Top of Data provided
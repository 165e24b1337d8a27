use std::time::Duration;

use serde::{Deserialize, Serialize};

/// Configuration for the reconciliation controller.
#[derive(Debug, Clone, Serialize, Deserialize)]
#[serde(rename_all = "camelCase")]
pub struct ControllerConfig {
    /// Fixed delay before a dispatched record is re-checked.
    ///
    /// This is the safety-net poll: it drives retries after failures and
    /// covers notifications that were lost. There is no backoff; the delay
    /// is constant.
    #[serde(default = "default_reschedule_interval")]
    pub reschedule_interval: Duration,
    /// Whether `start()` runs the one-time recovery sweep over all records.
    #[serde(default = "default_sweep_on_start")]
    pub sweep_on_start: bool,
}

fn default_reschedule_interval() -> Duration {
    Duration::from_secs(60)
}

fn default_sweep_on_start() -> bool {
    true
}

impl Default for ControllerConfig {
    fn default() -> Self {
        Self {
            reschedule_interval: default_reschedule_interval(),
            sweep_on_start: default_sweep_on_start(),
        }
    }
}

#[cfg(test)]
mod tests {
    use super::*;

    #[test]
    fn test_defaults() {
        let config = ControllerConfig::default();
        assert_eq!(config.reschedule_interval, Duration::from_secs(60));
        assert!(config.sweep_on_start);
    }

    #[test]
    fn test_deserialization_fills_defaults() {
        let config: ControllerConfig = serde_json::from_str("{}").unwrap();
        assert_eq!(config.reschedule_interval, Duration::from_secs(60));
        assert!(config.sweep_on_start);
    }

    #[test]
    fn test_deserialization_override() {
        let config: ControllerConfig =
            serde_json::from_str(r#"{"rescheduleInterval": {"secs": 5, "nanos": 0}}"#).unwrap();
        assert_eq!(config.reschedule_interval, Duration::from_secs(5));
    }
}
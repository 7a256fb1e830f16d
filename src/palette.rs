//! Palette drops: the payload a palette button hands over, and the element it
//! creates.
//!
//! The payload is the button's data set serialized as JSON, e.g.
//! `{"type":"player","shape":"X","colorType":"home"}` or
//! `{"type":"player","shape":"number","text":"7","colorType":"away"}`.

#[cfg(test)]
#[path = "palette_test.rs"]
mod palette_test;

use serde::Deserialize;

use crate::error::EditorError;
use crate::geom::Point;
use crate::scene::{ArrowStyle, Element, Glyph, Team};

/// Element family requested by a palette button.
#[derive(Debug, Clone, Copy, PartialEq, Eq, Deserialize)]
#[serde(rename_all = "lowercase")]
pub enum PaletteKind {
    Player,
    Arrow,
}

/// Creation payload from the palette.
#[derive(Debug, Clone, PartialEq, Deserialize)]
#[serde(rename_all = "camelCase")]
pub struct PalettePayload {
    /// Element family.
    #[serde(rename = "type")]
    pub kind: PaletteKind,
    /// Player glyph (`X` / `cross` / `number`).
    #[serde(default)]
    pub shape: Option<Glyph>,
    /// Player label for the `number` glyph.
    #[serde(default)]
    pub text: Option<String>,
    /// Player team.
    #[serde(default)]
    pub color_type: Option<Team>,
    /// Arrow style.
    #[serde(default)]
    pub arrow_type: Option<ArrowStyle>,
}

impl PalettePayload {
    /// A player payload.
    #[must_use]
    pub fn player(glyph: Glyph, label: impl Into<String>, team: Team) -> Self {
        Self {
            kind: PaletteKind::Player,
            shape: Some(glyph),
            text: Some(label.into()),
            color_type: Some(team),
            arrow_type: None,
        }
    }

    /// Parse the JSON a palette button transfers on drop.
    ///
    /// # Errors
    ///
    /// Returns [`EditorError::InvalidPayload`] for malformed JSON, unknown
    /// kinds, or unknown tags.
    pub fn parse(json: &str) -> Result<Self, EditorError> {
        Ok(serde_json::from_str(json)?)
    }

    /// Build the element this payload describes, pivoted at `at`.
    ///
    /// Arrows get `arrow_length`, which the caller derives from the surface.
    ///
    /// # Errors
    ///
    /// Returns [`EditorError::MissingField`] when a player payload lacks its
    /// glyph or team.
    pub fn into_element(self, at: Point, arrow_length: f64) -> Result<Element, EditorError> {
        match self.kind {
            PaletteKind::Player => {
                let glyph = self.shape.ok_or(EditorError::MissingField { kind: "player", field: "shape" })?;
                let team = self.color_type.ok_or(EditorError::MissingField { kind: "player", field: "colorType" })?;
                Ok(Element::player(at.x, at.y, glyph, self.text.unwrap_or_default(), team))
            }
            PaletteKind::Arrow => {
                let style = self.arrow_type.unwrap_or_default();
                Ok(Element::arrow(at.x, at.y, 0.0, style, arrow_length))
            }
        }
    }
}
Bottom of Data provided
A verbatim transcription is needed of the lines above, starting at the line with "the element it" and ending at the line with "#[derive(Debug, Clone, PartialEq, Deserialize)]", both included, and of nothing else.

Solution to the problem:
//! Palette drops: the payload a palette button hands over, and the element it
//! creates.
//!
//! The payload is the button's data set serialized as JSON, e.g.
//! `{"type":"player","shape":"X","colorType":"home"}` or
//! `{"type":"player","shape":"number","text":"7","colorType":"away"}`.

#[cfg(test)]
#[path = "palette_test.rs"]
mod palette_test;

use serde::Deserialize;

use crate::error::EditorError;
use crate::geom::Point;
use crate::scene::{ArrowStyle, Element, Glyph, Team};

/// Element family requested by a palette button.
#[derive(Debug, Clone, Copy, PartialEq, Eq, Deserialize)]
#[serde(rename_all = "lowercase")]
pub enum PaletteKind {
    Player,
    Arrow,
}

/// Creation payload from the palette.
#[derive(Debug, Clone, PartialEq, Deserialize)]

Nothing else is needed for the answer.